What the task requires:
On how many lines of the records below does the string "CancelIntentRequest" appear? Reply with only the number.

(Items from a dataset)
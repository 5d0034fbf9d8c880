use std::sync::Arc;

use base64::engine::general_purpose::STANDARD as BASE64;
use base64::Engine;
use serde::{Deserialize, Serialize};

use axum::extract::State;
use axum::Json;

use crate::api::aliases::human_to_raw;
use crate::api::error::ApiError;
use crate::api::state::AppState;
use crate::engine::{required_output_with_buffer, select_coins, PtbAssembler};
use crate::error::SolverError;
use crate::registry::fetch_intent;
use crate::signing::Signer;

#[derive(Serialize)]
pub struct TxSubmitResponse {
    pub success: bool,
    pub digest: String,
    pub gas_used: u64,
}

/// Test-only convenience: opens an intent with the server-held test-user
/// key. A wallet-based integration should use `/intent/build/create`
/// followed by `/tx/execute` instead.
#[derive(Deserialize)]
pub struct CreateIntentRequest {
    pub input_coin: String,
    pub from: String,
    pub to: String,
    pub min_output_amount: f64,
    pub deadline_delta_ms: u64,
}

pub async fn create_intent(
    State(state): State<Arc<AppState>>,
    Json(req): Json<CreateIntentRequest>,
) -> Result<Json<TxSubmitResponse>, ApiError> {
    if req.input_coin.is_empty() || req.from.is_empty() || req.to.is_empty() {
        return Err(ApiError::bad_request("input_coin, from, and to must be non-empty"));
    }
    if !(req.min_output_amount > 0.0) {
        return Err(ApiError::bad_request("min_output_amount must be greater than zero"));
    }
    if req.deadline_delta_ms == 0 {
        return Err(ApiError::bad_request("deadline_delta_ms must be greater than zero"));
    }

    let signer = state
        .test_user_signer
        .as_ref()
        .ok_or_else(|| ApiError::bad_request("server has no test user key configured"))?;

    let input_type = state.config.resolve_alias(&req.from);
    let output_type = state.config.resolve_alias(&req.to);
    let min_output_raw = human_to_raw(req.min_output_amount, &output_type, &state.config);

    let plan = state
        .tx_builder
        .plan_create(&req.input_coin, &input_type, &output_type, min_output_raw, req.deadline_delta_ms);

    let sender = hex::encode(signer.pubkey());
    let tx_bytes = state.rpc.build_unsigned(&plan, &sender).await?;
    let signature = BASE64.encode(signer.sign(tx_bytes.as_bytes()));
    let result = state.rpc.execute_signed(&tx_bytes, &signature).await?;

    Ok(Json(TxSubmitResponse { success: true, digest: result.digest, gas_used: result.gas_used }))
}

/// Runs the same logic the background engine runs, on demand, with the
/// server-held solver key. Exists for manual/test triggering; the
/// background engine does not call this path.
#[derive(Deserialize)]
pub struct ExecuteIntentRequest {
    pub intent_id: String,
}

pub async fn execute_intent(
    State(state): State<Arc<AppState>>,
    Json(req): Json<ExecuteIntentRequest>,
) -> Result<Json<TxSubmitResponse>, ApiError> {
    if req.intent_id.is_empty() {
        return Err(ApiError::bad_request("intent_id must be non-empty"));
    }

    let signer = state
        .solver_signer
        .as_ref()
        .ok_or_else(|| ApiError::bad_request("server has no solver key configured"))?;

    let intent = fetch_intent(&state.rpc, &req.intent_id).await?;
    if intent.status != crate::registry::IntentStatus::Open {
        return Err(ApiError::bad_request("intent is not open"));
    }

    let quote = state
        .quoter
        .quote(&intent.input_type, &intent.output_type, intent.input_balance)
        .await?;
    let profit_raw = quote.output_raw.saturating_sub(intent.min_output_amount);

    let pool = state
        .quoter
        .registry()
        .find_pool(&intent.input_type, &intent.output_type)
        .ok_or(SolverError::NoPool)?
        .clone();

    let solver_address = hex::encode(signer.pubkey());
    let output_coins = state.rpc.get_coins(&solver_address, &intent.output_type).await?;
    let target = required_output_with_buffer(intent.min_output_amount);
    let (selected, _total) = select_coins(&output_coins, target)?;

    let deep_coin_type = state.config.resolve_alias("DEEP");
    let fee_coins = state.rpc.get_coins(&solver_address, &deep_coin_type).await?;
    let fee_coin = fee_coins.first().ok_or(SolverError::NoFeeCoin)?;

    let assembler = PtbAssembler::new(&state.tx_builder, &state.config.deepbook_package_id);
    let steps = assembler.build(&intent, &pool, &selected, &fee_coin.coin_id, &solver_address);

    let tx_bytes = state.rpc.build_unsigned_ptb(&steps, &solver_address, state.config.max_gas_price).await?;
    let signature = BASE64.encode(signer.sign(tx_bytes.as_bytes()));
    let result = state.rpc.execute_signed(&tx_bytes, &signature).await?;

    state.metrics.inc_executed();
    state.metrics.add_gas_spent(result.gas_used);
    state.metrics.add_profit(profit_raw);

    Ok(Json(TxSubmitResponse { success: true, digest: result.digest, gas_used: result.gas_used }))
}

/// Owner-only on-chain; the façade does not hold owner keys, so this
/// relies on the caller supplying a pre-signed cancellation via
/// `/tx/execute` in production. This endpoint is kept for the test
/// harness, which reuses the test-user key as its own owner key.
#[derive(Deserialize)]
pub struct CancelIntentRequest {
    pub intent_id: String,
}

pub async fn cancel_intent(
    State(state): State<Arc<AppState>>,
    Json(req): Json<CancelIntentRequest>,
) -> Result<Json<TxSubmitResponse>, ApiError> {
    if req.intent_id.is_empty() {
        return Err(ApiError::bad_request("intent_id must be non-empty"));
    }

    let signer = state
        .test_user_signer
        .as_ref()
        .ok_or_else(|| ApiError::bad_request("server has no owner key configured"))?;

    let intent = fetch_intent(&state.rpc, &req.intent_id).await?;
    let plan = state.tx_builder.plan_cancel(&req.intent_id, &intent.input_type, &intent.output_type);

    let sender = hex::encode(signer.pubkey());
    let tx_bytes = state.rpc.build_unsigned(&plan, &sender).await?;
    let signature = BASE64.encode(signer.sign(tx_bytes.as_bytes()));
    let result = state.rpc.execute_signed(&tx_bytes, &signature).await?;

    Ok(Json(TxSubmitResponse { success: true, digest: result.digest, gas_used: result.gas_used }))
}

Response for this exercise:
2